Activity –
Find every line in the records below that holds the word "usize", and copy each one.
-------
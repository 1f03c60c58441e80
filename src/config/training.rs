//! Training configuration types.

use burn::config::Config;

/// Configuration for the composite stage-one loss.
#[derive(Config, Debug)]
pub struct CompositeLossConfig {
    /// Weight applied to the coordinate/depth regression term before it is
    /// added to the mask classification term.
    #[config(default = 1.0)]
    pub lambda_depth: f32,
}

impl Default for CompositeLossConfig {
    fn default() -> Self {
        Self::new()
    }
}

/// Configuration for the multi-view trainer.
///
/// Immutable for the duration of a training run.
#[derive(Config, Debug)]
pub struct TrainingConfig {
    /// First epoch index (inclusive).
    #[config(default = 0)]
    pub start_epoch: usize,

    /// Last epoch index (exclusive).
    pub end_epoch: usize,

    /// Output height of the predicted maps, in pixels.
    #[config(default = 64)]
    pub out_height: usize,

    /// Output width of the predicted maps, in pixels.
    #[config(default = 64)]
    pub out_width: usize,

    /// Number of predicted viewpoints per input image.
    #[config(default = 8)]
    pub num_views: usize,

    /// Loss composition weights.
    pub loss: CompositeLossConfig,

    /// Training batch size.
    #[config(default = 16)]
    pub batch_size: usize,

    /// Initial learning rate.
    #[config(default = 1e-4)]
    pub learning_rate: f64,

    /// Final learning rate reached at the end of the schedule.
    #[config(default = 1e-5)]
    pub final_learning_rate: f64,

    /// Seed for the epoch shuffle of the training split.
    #[config(default = 42)]
    pub shuffle_seed: u64,
}

impl TrainingConfig {
    /// Validate the configuration.
    pub fn validate(&self) -> Result<(), String> {
        if self.end_epoch <= self.start_epoch {
            return Err(format!(
                "end_epoch ({}) must be greater than start_epoch ({})",
                self.end_epoch, self.start_epoch
            ));
        }
        if self.out_height == 0 || self.out_width == 0 {
            return Err("output dimensions must be positive".to_string());
        }
        if self.num_views == 0 {
            return Err("num_views must be positive".to_string());
        }
        if self.batch_size == 0 {
            return Err("batch_size must be positive".to_string());
        }
        if self.learning_rate <= 0.0 || self.final_learning_rate <= 0.0 {
            return Err("learning rates must be positive".to_string());
        }

        Ok(())
    }

    /// Number of epochs this configuration will run.
    pub fn num_epochs(&self) -> usize {
        self.end_epoch - self.start_epoch
    }

    /// Number of coordinate channels produced by the network (`3 * V`).
    pub fn coordinate_channels(&self) -> usize {
        self.num_views * 3
    }
}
-------
Response box –
    pub start_epoch: usize,
    pub end_epoch: usize,
    pub out_height: usize,
    pub out_width: usize,
    pub num_views: usize,
    pub batch_size: usize,
    pub fn num_epochs(&self) -> usize {
    pub fn coordinate_channels(&self) -> usize {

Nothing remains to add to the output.